The use of nanoparticle labeling in cellular tracking

Abstract

Adult stem cells (ASCs) are a population of multipotent cells which have ability of self-renewal and tissue regeneration. Due to their protective and restorative roles, ASCs become candidate for cellular therapies. Some cellular imaging methods have been developed to monitor stem cell differentiation and migration. Regrettably, none of these techniques possess the properties of an ideal imaging methods such as photostability and non-toxicity. A new type of probe, conjugated polymer based water-dispersible nanoparticles (CPN) that possess strong fluorescence light emission, non-toxicity, photosability and high brightness, has been developed to fulfill the needs of cellular tracking. The aim of this study is to show the utilization of CPN labeling in in vitro and in vivo cellular tracking. We initially focused on the monitoring of the differentiation and migration of MSCs which have been proved to be a promising therapeutic tool.
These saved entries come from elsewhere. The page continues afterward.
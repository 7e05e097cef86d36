// Central Error Type for the Application

use thiserror::Error;

/// Application-level error type
#[derive(Error, Debug)]
pub enum AppError {
    #[error("Domain error: {0}")]
    Domain(#[from] crate::domain::DomainError),

    #[error("Validation error: {0}")]
    Validation(String),

    #[error("Database error: {0}")]
    Database(String),

    #[error("IO error: {0}")]
    Io(#[from] std::io::Error),

    #[error("Serialization error: {0}")]
    Serialization(#[from] serde_json::Error),

    #[error("Configuration error: {0}")]
    Config(String),

    #[error("Not found: {0}")]
    NotFound(String),

    #[error("Conflict: {0}")]
    Conflict(String),

    #[error("Unauthenticated: {0}")]
    Unauthenticated(String),

    #[error("Forbidden: {0}")]
    Forbidden(String),

    #[error("Internal error: {0}")]
    Internal(String),
}

impl AppError {
    /// True when the error maps to a 4001 NOT_FOUND at the RPC boundary.
    pub fn is_not_found(&self) -> bool {
        matches!(self, AppError::NotFound(_))
    }

    /// True when a client retry could plausibly succeed (lost CAS race).
    pub fn is_conflict(&self) -> bool {
        matches!(self, AppError::Conflict(_))
    }

    pub fn user_not_found(id: impl std::fmt::Display) -> Self {
        AppError::NotFound(format!("user {} not found", id))
    }

    pub fn item_not_found(id: impl std::fmt::Display) -> Self {
        AppError::NotFound(format!("item {} not found", id))
    }

    pub fn post_not_found(id: impl std::fmt::Display) -> Self {
        AppError::NotFound(format!("post {} not found", id))
    }

    pub fn comment_not_found(id: impl std::fmt::Display) -> Self {
        AppError::NotFound(format!("comment {} not found", id))
    }

    pub fn session_invalid() -> Self {
        AppError::Unauthenticated("invalid or expired session".to_string())
    }
}

/// Result type alias using AppError
pub type Result<T> = std::result::Result<T, AppError>;

// From implementations for infra crates (to avoid circular dependency)
impl From<String> for AppError {
    fn from(err: String) -> Self {
        AppError::Database(err)
    }
}

// Note: sqlx::Error conversion is handled in infra-sqlite crate
// by converting to AppError variants (UNIQUE violations become Conflict)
First we showed 24h CPN labeling did not cause severe decrease in the cellular activity of MSCs and had no effect on their marker expression and differentiation capacity in vitro. In addition, 24h CPN labeled MSCs showed very intense green fluorescence emission which was still bright after 3 weeks of MSC differentiation. We also showed CPN labeled MSCs were able to migrate to the damaged site and retained their labels in vivo. Similar to MSCs, DPSCs were labeled intensely and with negligible decrease in their cellular activity within 24h CPN incubation and it had no effect on their differentiation capacity. iv In addition, cancer cell tracking is important for the understanding of steps of metastasis and chemotherapeutic drug’s mode of action. Therefore, we tested CPN labeling in Huh7 cells, and we showed that labeled cells had very intense fluorescence emission without any change in their cellular activity. Moreover, tumor xenograft model that were generated with either 24h or 72h CPN labeled Huh7 cells showed that CPN labeling retained for about 2-3 months in vivo and did not lose their brightness. To conclude, we aim to propose a new approach for in vivo cellular tracking in order to obtain unattainable information of the migration and homing behaviors of the stem cells. In addition, our approach can also be used for evaluation of cancer cell metastasis as well as the success of stem cell or anti-cancer therapy.